EMODnet-Biology-Benthos-Interpolated-Maps

DIVA (Data Interpolating Variational Analysis) and DIVAnd (DIVA in n dimensions) are software tools designed to generate gridded maps of continuous variables such as sea water temperature, salinity or oxygen concentration. The main advantages over other interpolation or analysis method are:

  • coastlines and physical boundaries are taken into account by the method.
  • large datasets (million of data points) can be ingested and processed by the tool.

DIVAnd is a multi-dimensional generalization (Barth et al., 2014), written in the Julia language, with a new mathematical formulation with respect to the previous DIVA code.

This directory provides the codes and tools to

  • process the presence/absence data relative to different benthos species, and
  • generate the gridded and error fields using DIVAnd.

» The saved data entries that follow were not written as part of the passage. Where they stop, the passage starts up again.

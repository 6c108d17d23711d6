//! Stream classification integration tests
//!
//! Envelopes arrive as wire bytes and are classified into `StreamEvent`s.

use fauna_wire::{
    StreamEvent,
    stream::{self, ServiceErrorKind, StreamEventType},
    wire,
};

#[test]
fn test_start_event() {
    let event = stream::parse_event(br#"{"type": "start", "txn": 1, "event": 1}"#)
        .unwrap()
        .unwrap();
    assert_eq!(event, StreamEvent::Start { txn: 1, event: 1 });
}

#[test]
fn test_version_event_keeps_tagged_payload() {
    let input = br#"{
        "type": "version",
        "txn": 123,
        "event": {
            "action": "update",
            "document": {"ref": {"@ref": "classes/spells/42"}, "ts": 123}
        }
    }"#;
    let event = stream::parse_event(input).unwrap().unwrap();

    assert_eq!(event.event_type(), StreamEventType::Version);
    assert_eq!(event.txn(), 123);
    let document = event.document().unwrap();
    assert_eq!(document["action"], "update");
    let inner = document["document"].as_object().unwrap();
    assert_eq!(inner["ref"].as_ref_v().unwrap().id(), "classes/spells/42");
}

#[test]
fn test_history_rewrite_reports_its_own_type() {
    let event = stream::parse_event(
        br#"{"type": "history_rewrite", "txn": 9, "event": {"action": "delete"}}"#,
    )
    .unwrap()
    .unwrap();
    assert_eq!(event.event_type(), StreamEventType::HistoryRewrite);
    assert_ne!(event.event_type(), StreamEventType::Version);
}

#[test]
fn test_error_event() {
    let event = stream::parse_event(
        br#"{"type": "error", "txn": 5, "event": {"code": "permission denied", "description": "no access"}}"#,
    )
    .unwrap()
    .unwrap();

    match &event {
        StreamEvent::Error { txn, error } => {
            assert_eq!(*txn, 5);
            assert_eq!(error.kind(), ServiceErrorKind::PermissionDenied);
            assert_eq!(error.description(), "no access");
        }
        other => panic!("expected an error event, got {other:?}"),
    }
    assert!(event.to_string().starts_with("ErrorEvent{txn=5, error="));
}

#[test]
fn test_unknown_type_is_skipped() {
    let result = stream::parse_event(br#"{"type": "ping", "txn": 1}"#).unwrap();
    assert!(result.is_none());

    let result = stream::parse_event(br#"{"type": "heartbeat"}"#).unwrap();
    assert!(result.is_none());
}

#[test]
fn test_malformed_envelopes() {
    let err = stream::parse_event(br#"{"txn": 1, "event": 1}"#).unwrap_err();
    assert!(err.is_not_found());

    let err = stream::parse_event(br#"{"type": "start", "txn": "1"}"#).unwrap_err();
    assert!(err.is_type_error());

    let err = stream::parse_event(br#"["start"]"#).unwrap_err();
    assert!(err.is_type_error());

    let err = stream::parse_event(br#"{"type": "start""#).unwrap_err();
    assert!(err.is_parse_error());
}

#[test]
fn test_classify_value() {
    let value = wire::parse_str(r#"{"type": "start", "txn": 10, "event": 10}"#).unwrap();
    let event = stream::classify_value(&value).unwrap().unwrap();
    assert_eq!(event.txn(), 10);
}

#[test]
fn test_status_classification() {
    assert_eq!(
        ServiceErrorKind::from_status(400),
        Some(ServiceErrorKind::BadRequest)
    );
    assert_eq!(ServiceErrorKind::from_status(201), None);
    assert_eq!(ServiceErrorKind::from_code("something new"), ServiceErrorKind::Unknown);
}
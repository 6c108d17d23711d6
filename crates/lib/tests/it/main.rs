/*! Integration tests for fauna-wire.
 *
 * This test suite is organized as a single integration test binary
 * following the pattern described by matklad in
 * https://matklad.github.io/2021/02/27/delete-cargo-integration-tests.html
 *
 * The module structure mirrors the main library structure:
 * - value: Tests for the Value tree, accessors and conversions
 * - wire: Tests for parsing and serializing extended JSON
 * - mapper: Tests for Encode/Decode and `#[derive(Record)]`
 * - path: Tests for FieldPath construction and resolution
 * - stream: Tests for stream envelope classification
 * - end_to_end: Full parse/decode/encode/write cycles on a reference document
 */

use tracing_subscriber::EnvFilter;

#[ctor::ctor]
fn init_test_tracing() {
    let _ = tracing_subscriber::fmt()
        .with_env_filter(
            EnvFilter::from_default_env().add_directive("fauna_wire=info".parse().unwrap()),
        )
        .with_test_writer()
        .try_init();
}

mod end_to_end;
mod helpers;
mod path;
mod stream;
mod wire;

DIVAnd for presence/absence data

The dataset to be processed contained only a binary information: presence or absence, and the objective is to derive a map showing the probability to encounter a given species, as illustrated below for Aequipecten opercularis.

presense/absence

Directory structure

EMODnet-Biology-Benthos-Interpolated-Maps/
├── analysis
├── data/
├── docs/
├── product/
│   ├── figures/
│   └── netCDF/
└── scripts/
  • analysis - Jupyter notebooks used to perform the data analysis, create the figures and the netCDF files.
  • data - input data files.
  • docs - Rendered reports
  • product - Output product files: netCDF containing the gridded, probability fields and the corresponding figures in PNG or JPG format.
  • scripts - Reusable code: functions employed in the Jupyter notebooks.

Data series

The input data was provided by Herman et al (2020). The main data file is spe.csv, it contains all sampling events as rows, and the most frequent species (occurrence >200) as columns. The first columns specify sampling event and location. All columns are coded as ‘pa’ (for presence/absence) followed by the AphiaID of the species. In the separate file specieslist.csv you find the names of the species corresponding to their AphiaID. You also find the total number of events where the species has been found.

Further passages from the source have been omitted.